With a couple hundred miles before my proposed “hell week”, those worries fell to the back of my mind.
__
Time, as it always does, slipped into the ether and I found myself standing on the shoulder of highway 40 just outside of Steamboat Springs in northern Colorado. My pack, now full with the necessary rations, leaned against my knees, protesting the journey ahead.
“I sure hope I can get there in one piece,” I thought as I raised my thumb to heavy traffic speeding past me in rhythmic gusts of wind.
I had noticed by then, it seemed the more traffic there was, the longer it took for people to take pity on lowly hitchhikers and pull over. I assumed most people thought someone else in the many cars behind would take the lead and help them out. These same people would also often curb their guilt by avoiding eye contact. Some, even exuberantly pointing in the opposite direction to nonexistent objects more deserving of their attention.

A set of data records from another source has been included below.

//! JSON-RPC 1.0 and 2.0 protocol engine
//!
//! Every protocol recognizes a decoded request through `supports`, executes it
//! through the command executor and renders the response in its own envelope.
//! `ProtocolRegistry` tries the registered protocols in turn.

pub mod arguments;
pub mod batch;
pub mod call;
pub mod error_code;
#[cfg(test)]
pub(crate) mod testing;
pub mod v1;
pub mod v2;

use std::sync::Arc;

use async_trait::async_trait;
use serde_json::Value;
use tracing::{debug, warn};

use crate::errors::ProtocolError;
use crate::ipc::{
    command::CommandExecutor, connection::Connection, listeners::CallListeners, scope::CallScope,
    session::SessionProvider,
};
use crate::rpc::{
    batch::JsonRpc2BatchProtocol, error_code::ErrorCode, v1::JsonRpcProtocol,
    v2::JsonRpc2Protocol,
};

pub const JSON_RPC: &str = "jsonrpc";
pub const METHOD: &str = "method";
pub const PARAMS: &str = "params";
pub const ID: &str = "id";
pub const RESULT: &str = "result";
pub const ERROR: &str = "error";
pub const CODE: &str = "code";
pub const MESSAGE: &str = "message";
pub const DATA: &str = "data";

/// What a protocol hands back to the transport.
#[derive(Debug, Clone, PartialEq)]
pub enum Reply {
    Message(Value),
    Batch(Vec<Reply>),
    /// The request was a notification; nothing goes on the wire.
    NoResponse,
}

impl Reply {
    pub fn is_no_response(&self) -> bool {
        matches!(self, Self::NoResponse)
    }

    /// Wire payload for this reply. Notifications inside a batch are dropped and a
    /// batch made only of notifications yields no payload at all.
    pub fn into_payload(self) -> Option<Value> {
        match self {
            Self::Message(value) => Some(value),
            Self::NoResponse => None,
            Self::Batch(replies) => {
                let values: Vec<Value> = replies.into_iter().filter_map(Reply::into_payload).collect();
                if values.is_empty() {
                    None
                } else {
                    Some(Value::Array(values))
                }
            }
        }
    }
}

#[async_trait]
pub trait Protocol: Send + Sync {
    fn name(&self) -> &'static str;

    fn supports(&self, request: &Value) -> bool;

    async fn process(
        &self,
        request: &Value,
        connection: &Arc<Connection>,
    ) -> Result<Reply, ProtocolError>;

    fn on_error(&self, error: &ProtocolError, request: &Value) -> Value;

    fn on_connection_destroy(&self, _connection: &Connection) {}
}

/// Shared collaborators every protocol is built from.
#[derive(Clone)]
pub struct Services {
    pub executor: Arc<dyn CommandExecutor>,
    pub sessions: Arc<dyn SessionProvider>,
    pub scope: Arc<dyn CallScope>,
    pub listeners: Arc<CallListeners>,
}

pub struct ProtocolRegistry {
    protocols: Vec<Arc<dyn Protocol>>,
    sessions: Arc<dyn SessionProvider>,
}

impl ProtocolRegistry {
    /// Registers JSON-RPC 2.0, its batch variant and, when enabled, JSON-RPC 1.0.
    pub fn new(services: Services, enable_v1: bool) -> Self {
        let v2 = Arc::new(JsonRpc2Protocol::new(
            Arc::clone(&services.executor),
            Arc::clone(&services.sessions),
            Arc::clone(&services.scope),
            services.listeners.clone(),
        ));

        let sessions = Arc::clone(&services.sessions);
        let mut protocols: Vec<Arc<dyn Protocol>> = vec![
            v2.clone() as Arc<dyn Protocol>,
            Arc::new(JsonRpc2BatchProtocol::new(v2)),
        ];

        if enable_v1 {
            protocols.push(Arc::new(JsonRpcProtocol::new(
                services.executor,
                services.sessions,
                services.scope,
                services.listeners,
            )));
        }

        Self {
            protocols,
            sessions,
        }
    }

    pub fn names(&self) -> Vec<&'static str> {
        self.protocols.iter().map(|protocol| protocol.name()).collect()
    }

    pub async fn dispatch(&self, request: &Value, connection: &Arc<Connection>) -> Reply {
        let mut last_failure: Option<(&Arc<dyn Protocol>, ProtocolError)> = None;

        for protocol in self.protocols.iter().filter(|p| p.supports(request)) {
            debug!(protocol = protocol.name(), connection = %connection.id(), "dispatching request");
            match protocol.process(request, connection).await {
                Ok(reply) => return reply,
                Err(err) => {
                    warn!(protocol = protocol.name(), error = %err, "protocol rejected request");
                    last_failure = Some((protocol, err));
                }
            }
        }

        match last_failure {
            Some((protocol, err)) => Reply::Message(protocol.on_error(&err, request)),
            None => {
                let id = request.get(ID).cloned().unwrap_or(Value::Null);
                Reply::Message(ErrorCode::InvalidRequest.message_response(id, "unsupported request"))
            }
        }
    }

    /// Runs every protocol's teardown hook, then drops the sessions keyed by
    /// the connection.
    pub fn connection_destroyed(&self, connection: &Connection) {
        debug!(connection = %connection.id(), "running connection teardown hooks");
        for protocol in &self.protocols {
            protocol.on_connection_destroy(connection);
        }
        self.sessions.remove(connection.id());
    }
}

Forty five minutes passed, and I grew restless as the math problem of completing my proposed mileage within the given timeframe played over in my head.
The first night would probably be the best night of rest I would have for the entire week, as I was starting with a half day of twenty five miles. The next six days would consist of a near fifty mile per day pace, bringing me to the three hundred mile mark in just under a week. A tall order after considering calls of mother nature, setting up and breaking down camp, and the time needed to replenish water every couple dozen miles. This left about five hours of rest per night.
I broke a forced smile at the continuous stream of vehicles, and began to do a little jig back and forth in efforts to give more notice to my request for a ride.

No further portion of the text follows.